The mode of action of some classical and newer drugs used in the preventive interval treatment of migraine is discussed in the light of a modern theory of the pathogenesis of migraine headache. This headache is produced when two elements--a passive distension of the extracranial arteries and a lowering of the pain threshold of the receptors situated in the walls of the affected vessels--are present simultaneously. The main humoral factors involved in this phenomenon are plasma-kinins, serotonin and--to a lesser degree--histamine.

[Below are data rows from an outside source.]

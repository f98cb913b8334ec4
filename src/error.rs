//! Error types for audio-dl
//!
//! This module provides error handling for the download pipeline, including:
//! - The request-level error taxonomy (validation, extraction, artifact, workspace)
//! - HTTP status code mapping for the API
//! - The user-facing (localized) message for every variant

use serde::{Deserialize, Serialize};
use std::path::PathBuf;
use thiserror::Error;
use utoipa::ToSchema;

/// Result type alias for audio-dl operations
pub type Result<T> = std::result::Result<T, Error>;

/// Main error type for audio-dl
///
/// Every failure of the download pipeline ends up as one of these variants and is
/// converted to a JSON error response at the handler boundary.
#[derive(Debug, Error)]
pub enum Error {
    /// The request body was missing, not JSON, or lacked a usable `url`
    #[error("invalid request: {0}")]
    Validation(String),

    /// Configuration error with context about which setting is invalid
    #[error("configuration error: {message}")]
    Config {
        /// Human-readable error message describing the configuration issue
        message: String,
        /// The configuration key that caused the error (e.g., "tool.ytdlp_path")
        key: Option<String>,
    },

    /// The extraction tool ran and reported a failure
    ///
    /// The message is the tool's own error text and is classified by an
    /// [`ErrorClassifier`](crate::classify::ErrorClassifier).
    #[error("extraction failed: {message}")]
    Extraction {
        /// Raw error text emitted by the tool
        message: String,
    },

    /// The tool reported success but left no audio file in the workspace
    #[error("no {extension} file produced in {workspace} (found: {found:?})")]
    ExtractionIncomplete {
        /// Workspace that was scanned
        workspace: PathBuf,
        /// Extension that was looked for
        extension: String,
        /// Names of every entry that was present
        found: Vec<String>,
    },

    /// The selected artifact disappeared before it could be sent
    #[error("artifact not found: {path}")]
    MissingArtifact {
        /// Path of the missing file
        path: PathBuf,
    },

    /// The selected artifact has zero length
    #[error("artifact is empty: {path}")]
    EmptyArtifact {
        /// Path of the empty file
        path: PathBuf,
    },

    /// The request workspace could not be created
    #[error("failed to create workspace under {root}: {source}")]
    Workspace {
        /// Directory the workspace was to be created in
        root: PathBuf,
        /// Underlying filesystem error
        #[source]
        source: std::io::Error,
    },

    /// The external tool could not be executed at all
    #[error("external tool error: {0}")]
    ExternalTool(String),

    /// Operation not supported (missing binary)
    #[error("not supported: {0}")]
    NotSupported(String),

    /// I/O error
    #[error("I/O error: {0}")]
    Io(#[from] std::io::Error),

    /// API server error
    #[error("API server error: {0}")]
    ApiServerError(String),

    /// Other error
    #[error("{0}")]
    Other(String),
}

impl Error {
    /// Message shown to the caller in the `error` field of the JSON body
    ///
    /// Extraction errors render the unclassified form here; the handler routes them
    /// through the configured classifier first.
    pub fn user_message(&self) -> String {
        match self {
            Error::Validation(message) => message.clone(),
            Error::Extraction { message } => format!("Erro ao processar vídeo: {}", message),
            Error::ExtractionIncomplete { .. } => {
                "Erro interno: Arquivo MP3 não foi gerado.".to_string()
            }
            Error::MissingArtifact { .. } => "Erro interno: Arquivo MP3 não encontrado.".to_string(),
            Error::EmptyArtifact { .. } => "Erro interno: Arquivo MP3 está vazio.".to_string(),
            other => format!("Erro interno do servidor: {}", other),
        }
    }
}

/// API error response body
///
/// Every failed request returns this object with a human-readable message.
///
/// # Example JSON Response
///
/// ```json
/// { "error": "Vídeo indisponível ou URL incorreta." }
/// ```
#[derive(Debug, Clone, PartialEq, Eq, Serialize, Deserialize, ToSchema)]
pub struct ApiError {
    /// Human-readable error message, suitable for displaying to end users
    pub error: String,
}

impl ApiError {
    /// Create a new API error body
    pub fn new(message: impl Into<String>) -> Self {
        Self {
            error: message.into(),
        }
    }
}

/// Convert errors to HTTP status codes for API responses
pub trait ToHttpStatus {
    /// Get the HTTP status code for this error
    fn status_code(&self) -> u16;

    /// Get the machine-readable error code
    fn error_code(&self) -> &str;
}

impl ToHttpStatus for Error {
    fn status_code(&self) -> u16 {
        match self {
            // 400 Bad Request - caught before any side effect
            Error::Validation(_) => 400,

            // Unclassified tool failure; the classifier may pick 400/403 instead
            Error::Extraction { .. } => 500,

            // 500 Internal Server Error - server-side faults
            Error::Config { .. } => 500,
            Error::ExtractionIncomplete { .. } => 500,
            Error::MissingArtifact { .. } => 500,
            Error::EmptyArtifact { .. } => 500,
            Error::Workspace { .. } => 500,
            Error::ExternalTool(_) => 500,
            Error::NotSupported(_) => 500,
            Error::Io(_) => 500,
            Error::ApiServerError(_) => 500,
            Error::Other(_) => 500,
        }
    }

    fn error_code(&self) -> &str {
        match self {
            Error::Validation(_) => "validation_error",
            Error::Config { .. } => "config_error",
            Error::Extraction { .. } => "extraction_failed",
            Error::ExtractionIncomplete { .. } => "extraction_incomplete",
            Error::MissingArtifact { .. } => "missing_artifact",
            Error::EmptyArtifact { .. } => "empty_artifact",
            Error::Workspace { .. } => "workspace_error",
            Error::ExternalTool(_) => "external_tool_error",
            Error::NotSupported(_) => "not_supported",
            Error::Io(_) => "io_error",
            Error::ApiServerError(_) => "api_server_error",
            Error::Other(_) => "internal_error",
        }
    }
}

impl From<Error> for ApiError {
    fn from(error: Error) -> Self {
        ApiError::new(error.user_message())
    }
}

The role played by serotonin which is released by the blood platelets at the onset of the attack is twofold: on the one hand, free serotonin increases the permeability of the capillaries, favouring transudation of plasmakinins, and lowers the pain threshold, while on the other hand, its increased excretion causes a secondary reduction in its plasma concentration, promoting hypotonicity of the extracranial vessels. Among the substances used for prophylactic interval treatment, some, such as dihydroergotamine, clonidine and the beta-blocking agents have a purely vascular site of action, maintaining--by various mechanisms--the tone of the extracranial arteries and thus reducing their lability. Methysergide and pizotifene have a chiefly indirect effect on the vessels, by potentiating the effect of catecholamines or helping to maintain free serotonin at a certain level. They act primarily against the humoral elements responsible for lowering the pain threshold: methysergide by inhibiting the release and blocking the effects of serotonin, by countering the potentiating effect of serotonin on the pain induced by plasmakinins and by inhibiting histamine release; pizotifene by inhibiting the release and blocking the effects of histamine, by blocking the effects of serotonin and by slightly inhibiting the peripheral effects of plasmakinins. Thus, the multifactorial pathogenesis of migraine helps to explain the effectiveness against migraine of substances possessing the most varied pharmacodynamic profiles.